I read today that David is not going back to our city this fall, but is going to wait until the spring. He was a teacher at an elementary school, teaching music. You might remember when I sort of "discovered" him as being in the same city and Robert said, "Oh I know this guy." Small world and all...And, also he wrote about a fire at the school there this week, and I can only imagine how much harder that much make things feel:
I say, "our city" like I've been there, right? I have dreams about it; I've seen pictures and maps about it; I've seen the people and know some of their names. I wish I knew how it smelled, but even still, I feel like it is my city. (And I hope by now that you all know when I say "our city" what that whole thing refers to. If not, you'll have to do some serious back reading to catch up). I'm not judging David at all for not going back right now. The way he explains it on his blog is just how I've wondered if it can happen for those who come home with plans to return. I've wondered if it could happen just like that for Robert (read: Robert and I). I don't WANT it to...but your LIFE doesn't just stop being your life here in the States, and I wonder if as beautiful as that thing over there is, if life here is just as amazing in a totally different way. I mean, not the STUFF. I think you can get used to not having the stuff (Bob talks like he mostly did). But I wonder if LIFE is just some kind of different GOOD here. David says,
On one hand, I'm disappointed that I'm not going back right away. In a sense, I felt like I'd sabotaged my own efforts by not working hard to get my finances secured. But on the other hand, I don't believe I was ready--emotionally or spiritually--to go back so soon. My lack of motivation to do what was necessary to go back is perhaps an indication of that. There is a real sense of relief, of peace, at being back home for an extended period. I missed being here, perhaps more than I expected I would. Not to mention, the extra time back in the States would allow me more time to visit people, even explore the possibility of a new relationship.and I wonder if it's just that complicated, and just that simple, all at the same time. That's hard stuff, you know? Can you imagine how conflicted that must make one's heart and spirit? It's okay to miss being home, though; okay to be done with being there if that's what God's told you. Okay to want to go back later and okay to want to go back now but have things that need taken care of first. Okay to be going back as soon as you can!

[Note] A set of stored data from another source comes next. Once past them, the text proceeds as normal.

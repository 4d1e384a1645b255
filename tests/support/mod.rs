//! Recording doubles for the hardware collaborators.

#![allow(dead_code)]

use std::cell::{Cell, RefCell};
use std::rc::Rc;

use embedded_hal::delay::DelayNs;
use phase_stepper::{
    Clock, MotorVariant, PeriodicTimer, PhaseOutputs, PhaseVector, StepperMotor, Strategy,
};

/// Records every phase vector written; can be told to fail.
#[derive(Clone, Default)]
pub struct TestOutputs {
    pub writes: Rc<RefCell<Vec<PhaseVector>>>,
    pub fail: Rc<Cell<bool>>,
}

impl PhaseOutputs for TestOutputs {
    type Error = ();

    fn set_levels(&mut self, levels: PhaseVector) -> Result<(), Self::Error> {
        if self.fail.get() {
            return Err(());
        }
        self.writes.borrow_mut().push(levels);
        Ok(())
    }
}

/// Records every requested delay in nanoseconds.
#[derive(Clone, Default)]
pub struct TestDelay {
    pub ns: Rc<RefCell<Vec<u32>>>,
}

impl DelayNs for TestDelay {
    fn delay_ns(&mut self, ns: u32) {
        self.ns.borrow_mut().push(ns);
    }
}

/// Timer that reports an expiry on every `every`-th check while armed.
#[derive(Clone)]
pub struct TestTimer {
    pub armed: Rc<Cell<Option<u32>>>,
    pub starts: Rc<Cell<u32>>,
    pub cancels: Rc<Cell<u32>>,
    pub fail_start: Rc<Cell<bool>>,
    pub every: Rc<Cell<u32>>,
    checks: Rc<Cell<u32>>,
}

impl Default for TestTimer {
    fn default() -> Self {
        Self {
            armed: Rc::default(),
            starts: Rc::default(),
            cancels: Rc::default(),
            fail_start: Rc::default(),
            every: Rc::new(Cell::new(1)),
            checks: Rc::default(),
        }
    }
}

impl PeriodicTimer for TestTimer {
    type Error = ();

    fn start_periodic(&mut self, period_us: u32) -> Result<(), Self::Error> {
        if self.fail_start.get() {
            return Err(());
        }
        self.armed.set(Some(period_us));
        self.starts.set(self.starts.get() + 1);
        Ok(())
    }

    fn cancel(&mut self) -> Result<(), Self::Error> {
        self.armed.set(None);
        self.cancels.set(self.cancels.get() + 1);
        Ok(())
    }

    fn take_expired(&mut self) -> bool {
        if self.armed.get().is_none() {
            return false;
        }
        let checks = self.checks.get() + 1;
        self.checks.set(checks);
        checks % self.every.get() == 0
    }
}

/// Clock that moves forward by a fixed amount on every read.
#[derive(Clone, Default)]
pub struct TestClock {
    pub now: Rc<Cell<u64>>,
    pub per_read_us: u64,
}

impl Clock for TestClock {
    fn now_us(&mut self) -> u64 {
        let now = self.now.get();
        self.now.set(now + self.per_read_us);
        now
    }
}

pub type TestMotor = StepperMotor<TestOutputs, TestDelay, TestTimer, TestClock>;

/// A motor plus handles onto its doubles.
pub struct Rig {
    pub motor: TestMotor,
    pub outputs: TestOutputs,
    pub delay: TestDelay,
    pub timer: TestTimer,
}

impl Rig {
    pub fn new(variant: MotorVariant) -> Self {
        Self::build(variant, 0, Strategy::Async)
    }

    /// `step_until` runs in the caller's context.
    pub fn blocking(variant: MotorVariant) -> Self {
        Self::build(variant, 0, Strategy::Blocking)
    }

    /// Each step appears to take `overhead_us` of processing time.
    pub fn with_overhead(variant: MotorVariant, overhead_us: u64) -> Self {
        Self::build(variant, overhead_us, Strategy::Async)
    }

    fn build(variant: MotorVariant, overhead_us: u64, until_strategy: Strategy) -> Self {
        let outputs = TestOutputs::default();
        let delay = TestDelay::default();
        let timer = TestTimer::default();
        let clock = TestClock {
            per_read_us: overhead_us,
            ..TestClock::default()
        };

        let motor = StepperMotor::builder()
            .variant(variant)
            .until_strategy(until_strategy)
            .outputs(outputs.clone())
            .delay(delay.clone())
            .timer(timer.clone())
            .clock(clock)
            .build()
            .expect("motor should build");

        Self {
            motor,
            outputs,
            delay,
            timer,
        }
    }

    pub fn writes(&self) -> usize {
        self.outputs.writes.borrow().len()
    }
}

God - bless David as he works through this and bring him to a place where he is just where you want him to be (which is close to You no matter where he lives and serves). And for the kids that are still there - find a way to let them know it was never about Mr. David; All that happiness and joy - it didn't come from him, but from You. Bring them NEW workers with the SAME joy, so they know that there's just something about You! ;-)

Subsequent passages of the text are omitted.